▶ **INSTRUCTIONS TO FOLLOW**
Nothing but a number is wanted here: the tally of lines in the material below that include "DateTime".

▶ **AVAILABLE RECORDS**
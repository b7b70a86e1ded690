//! Archival storage: per-feed archives, counters, blobs, and the pluggable
//! backends that persist them.
//!
//! The two central traits are [`Storage`] (the manager: one per archive
//! root, owning counters, opaque blobs and the commit machinery) and
//! [`FeedStorage`] (one GUID-keyed article archive per feed URL). Handles
//! are `Arc`-shared and internally locked; the whole contract is
//! synchronous, with the only background activity being the debounced
//! commit scheduler.
//!
//! Three backends implement the contract:
//! - [`vault`] - one Atom XML file per feed plus a TOML counter index
//!   (the default)
//! - [`memory`] - everything in memory, with write-pass accounting for
//!   tests
//! - [`sqlite`] - a single SQLite database
//!
//! Backends are constructed through [`StorageFactory`] implementations
//! held in a [`StorageRegistry`].

use std::path::PathBuf;
use std::sync::{Arc, Mutex, MutexGuard, PoisonError};
use std::time::Duration;

use chrono::{DateTime, Utc};
use thiserror::Error;

use crate::item::{Category, Enclosure, Item, Person, Status};

pub mod memory;
pub mod registry;
mod rows;
mod scheduler;
pub mod sqlite;
pub mod vault;

pub use registry::{StorageFactory, StorageRegistry};

/// Errors surfaced by storage construction and durability operations.
///
/// Reads and per-field writes do not error: a read for an unknown GUID or
/// URL returns `None`, and a write for one is a no-op. What can fail is
/// opening a backend, flushing to disk, and reading back state that turns
/// out to be damaged.
#[derive(Debug, Error)]
pub enum StorageError {
    /// The backend could not be opened or created.
    #[error("failed to open storage: {0}")]
    OpenFailed(String),

    /// A commit could not be written out. The in-memory state is intact;
    /// the commit can be retried or rolled back.
    #[error("failed to write storage: {0}")]
    WriteFailed(String),

    /// Persisted state is unreadable or damaged. Affected data is not
    /// served partially; the operation fails instead.
    #[error("corrupt storage data: {0}")]
    CorruptIndex(String),

    /// The storage has been closed; only `close()` itself stays callable.
    #[error("storage is closed")]
    Closed,
}

/// Parameters for opening a storage backend.
#[derive(Debug, Clone)]
pub struct StorageParams {
    /// Directory that roots all of the backend's files.
    pub archive_path: PathBuf,
    /// Whether `close()` commits outstanding changes.
    pub auto_commit: bool,
    /// Durability window: how long a dirty storage may buffer changes
    /// before the background commit flushes them.
    pub commit_interval: Duration,
}

impl StorageParams {
    /// Creates parameters rooted at the given directory, with auto-commit
    /// enabled and the default 3 second durability window.
    pub fn new(archive_path: impl Into<PathBuf>) -> StorageParams {
        StorageParams {
            archive_path: archive_path.into(),
            auto_commit: true,
            commit_interval: Duration::from_millis(3000),
        }
    }

    /// Builds parameters from the loaded configuration.
    pub fn from_config(config: &crate::config::Config) -> StorageParams {
        StorageParams {
            archive_path: config.archive_path(),
            auto_commit: config.auto_commit,
            commit_interval: Duration::from_millis(config.commit_interval_ms),
        }
    }
}

impl Default for StorageParams {
    fn default() -> StorageParams {
        StorageParams::new(crate::config::default_archive_path())
    }
}

/// One feed's article archive, keyed by GUID.
///
/// Reads are `Option`-typed: `None` always means "no such article". Field
/// setters are no-ops for unknown GUIDs and mark the archive dirty
/// otherwise. Nothing here touches disk until [`commit`](FeedStorage::commit)
/// (or the owning manager's background commit) runs.
pub trait FeedStorage: Send + Sync + std::fmt::Debug {
    /// Creates a blank article for `guid` and increments the feed's total
    /// count. If the article already exists this only marks the archive
    /// dirty; the count is unchanged.
    fn add_entry(&self, guid: &str);

    /// Whether an article with this GUID exists. O(1) average.
    fn contains(&self, guid: &str) -> bool;

    /// Removes the article and decrements the total count. No-op when the
    /// GUID is unknown.
    fn delete_article(&self, guid: &str);

    /// Tombstones the article: blanks title, description, content, link,
    /// author and comments link in place. The row itself, its GUID, status
    /// and dates survive, so a re-fetch of the same GUID is recognized
    /// rather than resurrected.
    fn set_deleted(&self, guid: &str);

    /// Removes every article and resets both the unread and total counters
    /// to zero.
    fn clear(&self);

    /// All GUIDs in insertion order.
    fn articles(&self) -> Vec<String>;

    // ------------------------------------------------------------------
    // Counters, delegated to the owning manager's row for this feed URL.
    // ------------------------------------------------------------------

    fn unread(&self) -> i64;
    fn set_unread(&self, unread: i64);
    fn total_count(&self) -> i64;
    fn last_fetch(&self) -> Option<DateTime<Utc>>;
    fn set_last_fetch(&self, when: Option<DateTime<Utc>>);

    // ------------------------------------------------------------------
    // Per-article fields.
    // ------------------------------------------------------------------

    fn title(&self, guid: &str) -> Option<String>;
    fn set_title(&self, guid: &str, title: &str);

    fn description(&self, guid: &str) -> Option<String>;
    fn set_description(&self, guid: &str, description: &str);

    /// The article content. Backends fall back to the stored description
    /// when no content was ever set, mirroring [`Item::content`].
    fn content(&self, guid: &str) -> Option<String>;
    fn set_content(&self, guid: &str, content: &str);

    fn link(&self, guid: &str) -> Option<String>;
    fn set_link(&self, guid: &str, link: &str);

    fn author(&self, guid: &str) -> Option<Person>;
    fn set_author(&self, guid: &str, author: &Person);

    fn comments(&self, guid: &str) -> Option<i64>;
    fn set_comments(&self, guid: &str, count: i64);

    fn comments_link(&self, guid: &str) -> Option<String>;
    fn set_comments_link(&self, guid: &str, link: &str);

    fn status(&self, guid: &str) -> Option<Status>;
    fn set_status(&self, guid: &str, status: Status);

    fn pub_date(&self, guid: &str) -> Option<DateTime<Utc>>;
    fn set_pub_date(&self, guid: &str, date: Option<DateTime<Utc>>);

    fn hash(&self, guid: &str) -> Option<u32>;
    fn set_hash(&self, guid: &str, hash: u32);

    fn guid_is_hash(&self, guid: &str) -> Option<bool>;
    fn set_guid_is_hash(&self, guid: &str, is_hash: bool);

    fn guid_is_permalink(&self, guid: &str) -> Option<bool>;
    fn set_guid_is_permalink(&self, guid: &str, is_permalink: bool);

    /// Outer `None`: no such article. Inner `None`: the article exists but
    /// carries no enclosure.
    fn enclosure(&self, guid: &str) -> Option<Option<Enclosure>>;
    fn set_enclosure(&self, guid: &str, enclosure: &Enclosure);
    fn remove_enclosure(&self, guid: &str);

    fn categories(&self, guid: &str) -> Option<Vec<Category>>;
    /// Adds a category, deduplicated by term + scheme.
    fn add_category(&self, guid: &str, category: &Category);

    // ------------------------------------------------------------------
    // Durability.
    // ------------------------------------------------------------------

    /// Whether uncommitted changes exist.
    fn is_dirty(&self) -> bool;

    /// Flushes uncommitted changes. A clean archive commits without
    /// performing any write.
    fn commit(&self) -> Result<(), StorageError>;

    /// Discards uncommitted changes, restoring the last committed state.
    fn rollback(&self) -> Result<(), StorageError>;

    /// Commits (when the owning storage has auto-commit enabled) and
    /// releases the archive.
    fn close(&self) -> Result<(), StorageError>;

    // ------------------------------------------------------------------
    // Bulk transfer. Implemented on the trait surface so archives of
    // different backends can feed each other.
    // ------------------------------------------------------------------

    /// Copies one article field by field from `source`. Creates the
    /// article here if needed; no-op when `source` does not have it.
    fn copy_article(&self, guid: &str, source: &dyn FeedStorage) {
        if !source.contains(guid) {
            return;
        }
        self.add_entry(guid);
        if let Some(title) = source.title(guid) {
            self.set_title(guid, &title);
        }
        if let Some(description) = source.description(guid) {
            self.set_description(guid, &description);
        }
        if let Some(content) = source.content(guid) {
            self.set_content(guid, &content);
        }
        if let Some(link) = source.link(guid) {
            self.set_link(guid, &link);
        }
        if let Some(author) = source.author(guid) {
            self.set_author(guid, &author);
        }
        if let Some(count) = source.comments(guid) {
            self.set_comments(guid, count);
        }
        if let Some(link) = source.comments_link(guid) {
            self.set_comments_link(guid, &link);
        }
        if let Some(status) = source.status(guid) {
            self.set_status(guid, status);
        }
        if let Some(date) = source.pub_date(guid) {
            self.set_pub_date(guid, Some(date));
        }
        if let Some(hash) = source.hash(guid) {
            self.set_hash(guid, hash);
        }
        if let Some(is_hash) = source.guid_is_hash(guid) {
            self.set_guid_is_hash(guid, is_hash);
        }
        if let Some(is_permalink) = source.guid_is_permalink(guid) {
            self.set_guid_is_permalink(guid, is_permalink);
        }
        match source.enclosure(guid) {
            Some(Some(enclosure)) => self.set_enclosure(guid, &enclosure),
            Some(None) => self.remove_enclosure(guid),
            None => {}
        }
        if let Some(categories) = source.categories(guid) {
            for category in &categories {
                self.add_category(guid, category);
            }
        }
    }

    /// Copies every article from `source` into this archive, then adopts
    /// its unread count and last-fetch time. Articles already present are
    /// overwritten field by field.
    fn add(&self, source: &dyn FeedStorage) {
        for guid in source.articles() {
            self.copy_article(&guid, source);
        }
        self.set_unread(source.unread());
        self.set_last_fetch(source.last_fetch());
    }
}

/// The archive manager: owns one [`FeedStorage`] per feed URL, the
/// per-feed counters, and two opaque blobs (the subscription list and the
/// tag set).
///
/// Any mutation arms a debounced background commit; `commit()` flushes
/// everything (archives first, then counters and blobs) in one pass.
pub trait Storage: Send + Sync {
    /// Returns the archive for `url`, creating and caching it on first
    /// access. First access also registers a zeroed counter row.
    ///
    /// # Errors
    ///
    /// [`StorageError::CorruptIndex`] when the archive's persisted state
    /// cannot be read back (no partial data is served), and
    /// [`StorageError::Closed`] after `close()`.
    fn archive_for(&self, url: &str) -> Result<Arc<dyn FeedStorage>, StorageError>;

    /// All feed URLs with a counter row, sorted, whether or not their
    /// archive is currently materialized.
    fn feeds(&self) -> Vec<String>;

    fn unread_for(&self, url: &str) -> Option<i64>;
    fn set_unread_for(&self, url: &str, unread: i64);
    fn total_count_for(&self, url: &str) -> Option<i64>;
    fn set_total_count_for(&self, url: &str, total: i64);
    fn last_fetch_for(&self, url: &str) -> Option<DateTime<Utc>>;
    fn set_last_fetch_for(&self, url: &str, when: Option<DateTime<Utc>>);

    /// Overwrites the stored subscription list (OPML) wholesale.
    fn store_feed_list(&self, opml: &str);
    fn restore_feed_list(&self) -> Option<String>;

    /// Overwrites the stored tag set (XML) wholesale.
    fn store_tag_set(&self, xml: &str);
    fn restore_tag_set(&self) -> Option<String>;

    /// Whether `close()` commits outstanding changes.
    fn auto_commit(&self) -> bool;

    /// Flushes every cached archive, then the manager's own counters and
    /// blobs, as one commit unit.
    fn commit(&self) -> Result<(), StorageError>;

    /// Discards uncommitted changes in every cached archive and in the
    /// manager itself.
    fn rollback(&self) -> Result<(), StorageError>;

    /// Deletes all archives, counters and blobs.
    fn clear(&self) -> Result<(), StorageError>;

    /// Stops the background commit, commits when auto-commit is enabled,
    /// and releases all archives. Idempotent.
    fn close(&self) -> Result<(), StorageError>;

    /// Migrates every archive, counter row and blob from `source` into
    /// this storage. Used to move an installation between backends.
    fn add(&self, source: &dyn Storage) -> Result<(), StorageError> {
        for url in source.feeds() {
            tracing::debug!(url = %url, "migrating archive");
            let from = source.archive_for(&url)?;
            let to = self.archive_for(&url)?;
            to.add(from.as_ref());
        }
        if let Some(feed_list) = source.restore_feed_list() {
            self.store_feed_list(&feed_list);
        }
        if let Some(tag_set) = source.restore_tag_set() {
            self.store_tag_set(&tag_set);
        }
        Ok(())
    }
}

/// Reassembles a full [`Item`] from an archive row.
///
/// The inverse of scattering an item across the per-field setters: the
/// GUID becomes the item id, the single stored author and enclosure become
/// one-element lists, and absent fields stay at their defaults. Returns
/// `None` when the archive has no such article.
pub fn assemble_item(archive: &dyn FeedStorage, guid: &str) -> Option<Item> {
    if !archive.contains(guid) {
        return None;
    }
    let mut item = Item::new();
    item.set_id(guid);
    if let Some(title) = archive.title(guid) {
        item.set_title(title);
    }
    if let Some(description) = archive.description(guid) {
        item.set_description(description);
    }
    if let Some(content) = archive.content(guid) {
        item.set_content(content);
    }
    if let Some(link) = archive.link(guid) {
        item.set_link(link);
    }
    if let Some(author) = archive.author(guid) {
        if !author.is_empty() {
            item.set_authors(vec![author]);
        }
    }
    if let Some(count) = archive.comments(guid) {
        item.set_comments_count(count);
    }
    if let Some(link) = archive.comments_link(guid) {
        item.set_comments_link(link);
    }
    if let Some(status) = archive.status(guid) {
        item.set_status(status);
    }
    if let Some(date) = archive.pub_date(guid) {
        item.set_date_published(Some(date));
    }
    if let Some(hash) = archive.hash(guid) {
        item.set_hash(hash);
    }
    if let Some(is_hash) = archive.guid_is_hash(guid) {
        item.set_id_is_hash(is_hash);
    }
    if let Some(Some(enclosure)) = archive.enclosure(guid) {
        item.set_enclosures(vec![enclosure]);
    }
    if let Some(categories) = archive.categories(guid) {
        item.set_categories(categories);
    }
    Some(item)
}

/// Locks a mutex, recovering the data if a previous holder panicked.
/// Storage state stays usable because every critical section leaves it
/// structurally consistent.
pub(crate) fn lock<T>(mutex: &Mutex<T>) -> MutexGuard<'_, T> {
    mutex.lock().unwrap_or_else(PoisonError::into_inner)
}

▶ **OUTPUT**
7